■ **Work instructions**
Report every line of the data that includes "failed".

■ **Information**

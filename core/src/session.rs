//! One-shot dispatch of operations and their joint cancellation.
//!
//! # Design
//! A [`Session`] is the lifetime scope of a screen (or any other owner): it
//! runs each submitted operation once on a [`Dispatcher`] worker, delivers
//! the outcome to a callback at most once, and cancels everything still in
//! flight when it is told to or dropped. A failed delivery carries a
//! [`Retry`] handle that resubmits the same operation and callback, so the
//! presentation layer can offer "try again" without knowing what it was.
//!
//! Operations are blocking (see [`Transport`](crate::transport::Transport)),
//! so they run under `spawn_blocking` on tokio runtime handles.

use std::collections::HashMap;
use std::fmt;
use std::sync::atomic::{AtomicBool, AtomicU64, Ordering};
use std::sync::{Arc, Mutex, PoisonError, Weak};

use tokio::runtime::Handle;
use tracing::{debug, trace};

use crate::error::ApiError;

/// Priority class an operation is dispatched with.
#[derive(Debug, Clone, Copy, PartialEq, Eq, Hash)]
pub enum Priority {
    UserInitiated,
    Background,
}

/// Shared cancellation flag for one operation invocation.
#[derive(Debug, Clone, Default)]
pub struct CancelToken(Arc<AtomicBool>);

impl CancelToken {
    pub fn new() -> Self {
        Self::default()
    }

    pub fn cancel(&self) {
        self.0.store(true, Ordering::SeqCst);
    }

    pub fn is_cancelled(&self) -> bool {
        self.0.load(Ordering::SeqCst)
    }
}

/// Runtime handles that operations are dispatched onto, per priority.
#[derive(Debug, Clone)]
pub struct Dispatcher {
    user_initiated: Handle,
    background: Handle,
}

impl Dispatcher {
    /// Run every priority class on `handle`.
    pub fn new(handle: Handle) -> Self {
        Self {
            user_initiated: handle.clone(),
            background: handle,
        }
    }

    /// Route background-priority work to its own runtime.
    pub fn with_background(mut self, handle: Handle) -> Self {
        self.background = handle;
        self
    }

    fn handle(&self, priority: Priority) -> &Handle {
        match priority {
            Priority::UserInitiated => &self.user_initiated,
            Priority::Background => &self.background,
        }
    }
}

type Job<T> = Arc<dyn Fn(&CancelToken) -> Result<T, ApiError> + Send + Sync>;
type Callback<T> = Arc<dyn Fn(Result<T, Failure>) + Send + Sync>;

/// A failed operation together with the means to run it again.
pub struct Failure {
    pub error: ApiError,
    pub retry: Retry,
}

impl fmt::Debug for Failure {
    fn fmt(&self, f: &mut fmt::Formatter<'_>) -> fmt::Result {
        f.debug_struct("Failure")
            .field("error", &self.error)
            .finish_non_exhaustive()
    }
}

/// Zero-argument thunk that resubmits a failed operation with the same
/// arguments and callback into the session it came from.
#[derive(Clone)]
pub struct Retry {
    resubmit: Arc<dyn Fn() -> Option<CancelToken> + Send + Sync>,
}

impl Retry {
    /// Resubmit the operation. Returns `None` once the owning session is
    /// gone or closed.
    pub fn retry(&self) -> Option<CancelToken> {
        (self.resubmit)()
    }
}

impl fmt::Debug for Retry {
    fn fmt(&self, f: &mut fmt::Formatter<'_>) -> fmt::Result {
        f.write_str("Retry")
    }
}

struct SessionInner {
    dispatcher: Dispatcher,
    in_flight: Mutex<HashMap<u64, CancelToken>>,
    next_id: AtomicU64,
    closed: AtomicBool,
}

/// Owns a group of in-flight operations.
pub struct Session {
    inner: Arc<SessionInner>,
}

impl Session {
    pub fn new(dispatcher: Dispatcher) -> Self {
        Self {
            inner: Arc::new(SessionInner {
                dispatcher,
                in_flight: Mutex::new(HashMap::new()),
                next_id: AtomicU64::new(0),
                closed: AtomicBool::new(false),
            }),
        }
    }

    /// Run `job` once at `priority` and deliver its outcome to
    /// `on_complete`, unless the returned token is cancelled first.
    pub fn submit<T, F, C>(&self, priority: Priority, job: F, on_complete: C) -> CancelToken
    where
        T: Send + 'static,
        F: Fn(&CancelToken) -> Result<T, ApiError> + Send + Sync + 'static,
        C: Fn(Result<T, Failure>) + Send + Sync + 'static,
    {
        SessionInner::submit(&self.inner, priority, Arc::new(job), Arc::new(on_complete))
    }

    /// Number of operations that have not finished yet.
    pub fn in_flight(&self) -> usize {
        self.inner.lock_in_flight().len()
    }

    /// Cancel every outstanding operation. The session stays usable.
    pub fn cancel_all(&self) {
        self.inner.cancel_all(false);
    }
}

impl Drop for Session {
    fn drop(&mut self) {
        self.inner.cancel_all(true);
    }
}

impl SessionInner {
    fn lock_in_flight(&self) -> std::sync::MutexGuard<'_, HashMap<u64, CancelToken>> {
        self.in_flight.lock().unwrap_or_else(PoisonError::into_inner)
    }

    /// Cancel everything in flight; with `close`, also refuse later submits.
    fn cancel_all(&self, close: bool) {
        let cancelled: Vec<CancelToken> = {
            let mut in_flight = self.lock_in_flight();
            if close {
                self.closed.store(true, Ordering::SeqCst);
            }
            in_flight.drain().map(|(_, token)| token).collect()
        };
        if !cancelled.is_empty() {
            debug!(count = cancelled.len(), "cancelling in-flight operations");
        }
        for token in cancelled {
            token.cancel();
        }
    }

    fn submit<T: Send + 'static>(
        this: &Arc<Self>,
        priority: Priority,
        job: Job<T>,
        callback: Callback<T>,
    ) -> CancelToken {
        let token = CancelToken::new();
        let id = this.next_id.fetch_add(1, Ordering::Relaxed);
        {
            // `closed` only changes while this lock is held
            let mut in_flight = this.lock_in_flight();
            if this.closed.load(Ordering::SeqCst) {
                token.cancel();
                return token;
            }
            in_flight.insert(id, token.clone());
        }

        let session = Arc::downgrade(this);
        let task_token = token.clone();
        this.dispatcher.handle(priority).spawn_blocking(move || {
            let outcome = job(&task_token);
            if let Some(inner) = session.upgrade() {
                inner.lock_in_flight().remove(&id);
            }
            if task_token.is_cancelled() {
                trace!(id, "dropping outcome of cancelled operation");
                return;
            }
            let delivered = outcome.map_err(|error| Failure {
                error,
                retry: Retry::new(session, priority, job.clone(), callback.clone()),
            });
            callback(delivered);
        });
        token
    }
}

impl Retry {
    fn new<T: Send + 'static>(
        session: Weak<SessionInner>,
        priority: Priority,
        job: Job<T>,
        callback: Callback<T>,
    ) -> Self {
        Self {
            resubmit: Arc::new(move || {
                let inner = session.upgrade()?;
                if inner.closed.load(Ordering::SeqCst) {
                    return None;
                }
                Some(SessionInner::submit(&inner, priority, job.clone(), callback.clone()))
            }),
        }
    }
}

■ **Worked solution**
//! flight when it is told to or dropped. A failed delivery carries a
/// A failed operation together with the means to run it again.
/// Zero-argument thunk that resubmits a failed operation with the same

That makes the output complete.